__How to complete this task__
Records appear below. Give all of them again, exactly.

__Data to use__
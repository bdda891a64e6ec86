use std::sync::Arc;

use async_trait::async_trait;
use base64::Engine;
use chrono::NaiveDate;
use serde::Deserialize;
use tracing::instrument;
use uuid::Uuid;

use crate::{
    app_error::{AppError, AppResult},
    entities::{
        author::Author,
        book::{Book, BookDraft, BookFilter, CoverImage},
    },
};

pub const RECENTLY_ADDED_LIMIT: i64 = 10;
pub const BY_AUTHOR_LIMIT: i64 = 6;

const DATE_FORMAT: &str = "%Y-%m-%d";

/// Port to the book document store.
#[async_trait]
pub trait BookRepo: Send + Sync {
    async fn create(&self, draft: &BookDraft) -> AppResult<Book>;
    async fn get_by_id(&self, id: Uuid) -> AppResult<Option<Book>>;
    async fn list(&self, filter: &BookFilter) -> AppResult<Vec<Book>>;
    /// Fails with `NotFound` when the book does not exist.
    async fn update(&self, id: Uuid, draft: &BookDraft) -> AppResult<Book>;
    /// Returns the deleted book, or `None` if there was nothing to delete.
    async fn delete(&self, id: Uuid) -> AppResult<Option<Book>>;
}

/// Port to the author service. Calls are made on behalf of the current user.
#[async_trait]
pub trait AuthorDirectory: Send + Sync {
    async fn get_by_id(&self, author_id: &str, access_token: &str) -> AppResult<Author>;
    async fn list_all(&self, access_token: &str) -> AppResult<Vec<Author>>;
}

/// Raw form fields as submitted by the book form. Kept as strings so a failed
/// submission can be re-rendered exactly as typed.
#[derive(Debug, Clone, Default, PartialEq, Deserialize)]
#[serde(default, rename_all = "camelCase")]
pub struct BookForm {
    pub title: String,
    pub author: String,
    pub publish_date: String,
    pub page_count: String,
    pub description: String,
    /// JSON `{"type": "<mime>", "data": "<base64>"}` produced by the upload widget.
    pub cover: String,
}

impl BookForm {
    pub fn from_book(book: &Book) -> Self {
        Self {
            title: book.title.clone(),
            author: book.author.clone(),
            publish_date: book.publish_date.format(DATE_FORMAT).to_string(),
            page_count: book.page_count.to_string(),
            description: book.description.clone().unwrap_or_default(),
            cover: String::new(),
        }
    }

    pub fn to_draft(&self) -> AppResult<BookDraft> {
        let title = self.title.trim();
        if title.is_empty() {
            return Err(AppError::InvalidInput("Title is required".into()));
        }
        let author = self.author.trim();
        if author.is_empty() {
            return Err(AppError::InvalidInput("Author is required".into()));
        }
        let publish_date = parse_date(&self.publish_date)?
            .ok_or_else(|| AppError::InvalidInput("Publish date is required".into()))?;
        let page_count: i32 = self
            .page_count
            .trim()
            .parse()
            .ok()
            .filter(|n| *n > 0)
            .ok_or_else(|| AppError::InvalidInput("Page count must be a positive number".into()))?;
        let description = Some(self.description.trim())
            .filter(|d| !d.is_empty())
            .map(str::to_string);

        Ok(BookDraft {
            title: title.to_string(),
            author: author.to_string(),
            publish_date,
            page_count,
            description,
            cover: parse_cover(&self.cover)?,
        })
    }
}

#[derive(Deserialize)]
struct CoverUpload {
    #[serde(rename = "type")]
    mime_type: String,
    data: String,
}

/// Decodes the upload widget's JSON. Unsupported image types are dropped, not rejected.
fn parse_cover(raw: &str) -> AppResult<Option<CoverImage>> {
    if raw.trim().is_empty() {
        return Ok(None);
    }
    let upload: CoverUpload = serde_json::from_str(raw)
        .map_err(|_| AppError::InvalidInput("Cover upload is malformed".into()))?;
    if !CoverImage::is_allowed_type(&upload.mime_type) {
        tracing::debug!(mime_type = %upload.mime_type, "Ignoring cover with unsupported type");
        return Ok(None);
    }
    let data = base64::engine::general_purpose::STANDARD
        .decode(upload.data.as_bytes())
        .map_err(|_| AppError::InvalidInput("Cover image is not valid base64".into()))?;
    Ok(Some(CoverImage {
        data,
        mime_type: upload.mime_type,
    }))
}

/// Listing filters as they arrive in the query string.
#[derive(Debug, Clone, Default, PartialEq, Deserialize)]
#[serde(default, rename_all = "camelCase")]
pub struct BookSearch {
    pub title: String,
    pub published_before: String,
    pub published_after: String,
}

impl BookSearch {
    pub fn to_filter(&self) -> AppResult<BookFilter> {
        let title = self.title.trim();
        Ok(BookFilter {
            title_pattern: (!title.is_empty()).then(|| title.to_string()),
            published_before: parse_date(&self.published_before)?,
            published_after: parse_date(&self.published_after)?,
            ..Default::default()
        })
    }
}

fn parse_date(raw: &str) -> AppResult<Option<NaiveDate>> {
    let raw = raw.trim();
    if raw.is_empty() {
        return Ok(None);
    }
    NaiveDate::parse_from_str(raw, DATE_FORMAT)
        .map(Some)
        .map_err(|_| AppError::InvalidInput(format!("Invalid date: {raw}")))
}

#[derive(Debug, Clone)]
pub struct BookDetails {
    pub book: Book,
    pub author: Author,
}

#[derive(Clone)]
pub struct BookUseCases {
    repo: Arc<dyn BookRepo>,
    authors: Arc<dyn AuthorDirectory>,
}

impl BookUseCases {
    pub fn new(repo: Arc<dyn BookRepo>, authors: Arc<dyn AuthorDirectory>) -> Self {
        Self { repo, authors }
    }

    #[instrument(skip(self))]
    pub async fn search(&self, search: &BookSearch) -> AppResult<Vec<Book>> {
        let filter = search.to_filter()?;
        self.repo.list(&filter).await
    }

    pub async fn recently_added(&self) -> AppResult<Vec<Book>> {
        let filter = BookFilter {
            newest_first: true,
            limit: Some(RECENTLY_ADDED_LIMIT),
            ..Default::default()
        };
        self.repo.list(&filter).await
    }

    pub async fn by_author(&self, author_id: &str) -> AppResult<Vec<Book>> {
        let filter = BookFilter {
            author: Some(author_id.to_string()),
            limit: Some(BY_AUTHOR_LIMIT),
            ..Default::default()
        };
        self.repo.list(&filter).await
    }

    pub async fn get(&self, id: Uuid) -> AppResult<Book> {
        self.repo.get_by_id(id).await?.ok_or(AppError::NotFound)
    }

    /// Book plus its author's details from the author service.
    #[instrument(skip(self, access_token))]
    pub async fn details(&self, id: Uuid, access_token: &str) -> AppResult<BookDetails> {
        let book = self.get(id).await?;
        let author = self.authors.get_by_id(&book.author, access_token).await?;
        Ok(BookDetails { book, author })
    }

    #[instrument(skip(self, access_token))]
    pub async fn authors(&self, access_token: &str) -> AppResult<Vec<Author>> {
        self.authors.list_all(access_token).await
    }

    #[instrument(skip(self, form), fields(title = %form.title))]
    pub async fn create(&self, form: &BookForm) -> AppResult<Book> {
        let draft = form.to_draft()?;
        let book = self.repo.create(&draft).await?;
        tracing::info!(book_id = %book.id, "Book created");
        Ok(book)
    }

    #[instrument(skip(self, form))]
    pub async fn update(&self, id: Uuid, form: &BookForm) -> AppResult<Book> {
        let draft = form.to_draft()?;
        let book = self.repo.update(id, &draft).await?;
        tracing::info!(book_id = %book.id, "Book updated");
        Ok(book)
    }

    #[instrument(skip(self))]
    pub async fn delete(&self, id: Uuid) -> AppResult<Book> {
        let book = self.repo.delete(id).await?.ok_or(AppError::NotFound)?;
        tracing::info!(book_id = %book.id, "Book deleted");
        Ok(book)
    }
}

__Solution for this problem__
repository bdda891a64e6ec86
use std::sync::Arc;

use async_trait::async_trait;
use base64::Engine;
use chrono::NaiveDate;
use serde::Deserialize;
use tracing::instrument;
use uuid::Uuid;

use crate::{
    app_error::{AppError, AppResult},
    entities::{
        author::Author,
        book::{Book, BookDraft, BookFilter, CoverImage},
    },
};

pub const RECENTLY_ADDED_LIMIT: i64 = 10;
pub const BY_AUTHOR_LIMIT: i64 = 6;

const DATE_FORMAT: &str = "%Y-%m-%d";

/// Port to the book document store.
#[async_trait]
pub trait BookRepo: Send + Sync {
    async fn create(&self, draft: &BookDraft) -> AppResult<Book>;
    async fn get_by_id(&self, id: Uuid) -> AppResult<Option<Book>>;
    async fn list(&self, filter: &BookFilter) -> AppResult<Vec<Book>>;
    /// Fails with `NotFound` when the book does not exist.
    async fn update(&self, id: Uuid, draft: &BookDraft) -> AppResult<Book>;
    /// Returns the deleted book, or `None` if there was nothing to delete.
    async fn delete(&self, id: Uuid) -> AppResult<Option<Book>>;
}

/// Port to the author service. Calls are made on behalf of the current user.
#[async_trait]
pub trait AuthorDirectory: Send + Sync {
    async fn get_by_id(&self, author_id: &str, access_token: &str) -> AppResult<Author>;
    async fn list_all(&self, access_token: &str) -> AppResult<Vec<Author>>;
}

/// Raw form fields as submitted by the book form. Kept as strings so a failed
/// submission can be re-rendered exactly as typed.
#[derive(Debug, Clone, Default, PartialEq, Deserialize)]
#[serde(default, rename_all = "camelCase")]
pub struct BookForm {
    pub title: String,
    pub author: String,
    pub publish_date: String,
    pub page_count: String,
    pub description: String,
    /// JSON `{"type": "<mime>", "data": "<base64>"}` produced by the upload widget.
    pub cover: String,
}

impl BookForm {
    pub fn from_book(book: &Book) -> Self {
        Self {
            title: book.title.clone(),
            author: book.author.clone(),
            publish_date: book.publish_date.format(DATE_FORMAT).to_string(),
            page_count: book.page_count.to_string(),
            description: book.description.clone().unwrap_or_default(),
            cover: String::new(),
        }
    }

    pub fn to_draft(&self) -> AppResult<BookDraft> {
        let title = self.title.trim();
        if title.is_empty() {
            return Err(AppError::InvalidInput("Title is required".into()));
        }
        let author = self.author.trim();
        if author.is_empty() {
            return Err(AppError::InvalidInput("Author is required".into()));
        }
        let publish_date = parse_date(&self.publish_date)?
            .ok_or_else(|| AppError::InvalidInput("Publish date is required".into()))?;
        let page_count: i32 = self
            .page_count
            .trim()
            .parse()
            .ok()
            .filter(|n| *n > 0)
            .ok_or_else(|| AppError::InvalidInput("Page count must be a positive number".into()))?;
        let description = Some(self.description.trim())
            .filter(|d| !d.is_empty())
            .map(str::to_string);

        Ok(BookDraft {
            title: title.to_string(),
            author: author.to_string(),
            publish_date,
            page_count,
            description,
            cover: parse_cover(&self.cover)?,
        })
    }
}

#[derive(Deserialize)]
struct CoverUpload {
    #[serde(rename = "type")]
    mime_type: String,
    data: String,
}

/// Decodes the upload widget's JSON. Unsupported image types are dropped, not rejected.
fn parse_cover(raw: &str) -> AppResult<Option<CoverImage>> {
    if raw.trim().is_empty() {
        return Ok(None);
    }
    let upload: CoverUpload = serde_json::from_str(raw)
        .map_err(|_| AppError::InvalidInput("Cover upload is malformed".into()))?;
    if !CoverImage::is_allowed_type(&upload.mime_type) {
        tracing::debug!(mime_type = %upload.mime_type, "Ignoring cover with unsupported type");
        return Ok(None);
    }
    let data = base64::engine::general_purpose::STANDARD
        .decode(upload.data.as_bytes())
        .map_err(|_| AppError::InvalidInput("Cover image is not valid base64".into()))?;
    Ok(Some(CoverImage {
        data,
        mime_type: upload.mime_type,
    }))
}

/// Listing filters as they arrive in the query string.
#[derive(Debug, Clone, Default, PartialEq, Deserialize)]
#[serde(default, rename_all = "camelCase")]
pub struct BookSearch {
    pub title: String,
    pub published_before: String,
    pub published_after: String,
}

impl BookSearch {
    pub fn to_filter(&self) -> AppResult<BookFilter> {
        let title = self.title.trim();
        Ok(BookFilter {
            title_pattern: (!title.is_empty()).then(|| title.to_string()),
            published_before: parse_date(&self.published_before)?,
            published_after: parse_date(&self.published_after)?,
            ..Default::default()
        })
    }
}

fn parse_date(raw: &str) -> AppResult<Option<NaiveDate>> {
    let raw = raw.trim();
    if raw.is_empty() {
        return Ok(None);
    }
    NaiveDate::parse_from_str(raw, DATE_FORMAT)
        .map(Some)
        .map_err(|_| AppError::InvalidInput(format!("Invalid date: {raw}")))
}

#[derive(Debug, Clone)]
pub struct BookDetails {
    pub book: Book,
    pub author: Author,
}

#[derive(Clone)]
pub struct BookUseCases {
    repo: Arc<dyn BookRepo>,
    authors: Arc<dyn AuthorDirectory>,
}

impl BookUseCases {
    pub fn new(repo: Arc<dyn BookRepo>, authors: Arc<dyn AuthorDirectory>) -> Self {
        Self { repo, authors }
    }

    #[instrument(skip(self))]
    pub async fn search(&self, search: &BookSearch) -> AppResult<Vec<Book>> {
        let filter = search.to_filter()?;
        self.repo.list(&filter).await
    }

    pub async fn recently_added(&self) -> AppResult<Vec<Book>> {
        let filter = BookFilter {
            newest_first: true,
            limit: Some(RECENTLY_ADDED_LIMIT),
            ..Default::default()
        };
        self.repo.list(&filter).await
    }

    pub async fn by_author(&self, author_id: &str) -> AppResult<Vec<Book>> {
        let filter = BookFilter {
            author: Some(author_id.to_string()),
            limit: Some(BY_AUTHOR_LIMIT),
            ..Default::default()
        };
        self.repo.list(&filter).await
    }

    pub async fn get(&self, id: Uuid) -> AppResult<Book> {
        self.repo.get_by_id(id).await?.ok_or(AppError::NotFound)
    }

    /// Book plus its author's details from the author service.
    #[instrument(skip(self, access_token))]
    pub async fn details(&self, id: Uuid, access_token: &str) -> AppResult<BookDetails> {
        let book = self.get(id).await?;
        let author = self.authors.get_by_id(&book.author, access_token).await?;
        Ok(BookDetails { book, author })
    }

    #[instrument(skip(self, access_token))]
    pub async fn authors(&self, access_token: &str) -> AppResult<Vec<Author>> {
        self.authors.list_all(access_token).await
    }

    #[instrument(skip(self, form), fields(title = %form.title))]
    pub async fn create(&self, form: &BookForm) -> AppResult<Book> {
        let draft = form.to_draft()?;
        let book = self.repo.create(&draft).await?;
        tracing::info!(book_id = %book.id, "Book created");
        Ok(book)
    }

    #[instrument(skip(self, form))]
    pub async fn update(&self, id: Uuid, form: &BookForm) -> AppResult<Book> {
        let draft = form.to_draft()?;
        let book = self.repo.update(id, &draft).await?;
        tracing::info!(book_id = %book.id, "Book updated");
        Ok(book)
    }

    #[instrument(skip(self))]
    pub async fn delete(&self, id: Uuid) -> AppResult<Book> {
        let book = self.repo.delete(id).await?.ok_or(AppError::NotFound)?;
        tracing::info!(book_id = %book.id, "Book deleted");
        Ok(book)
    }
}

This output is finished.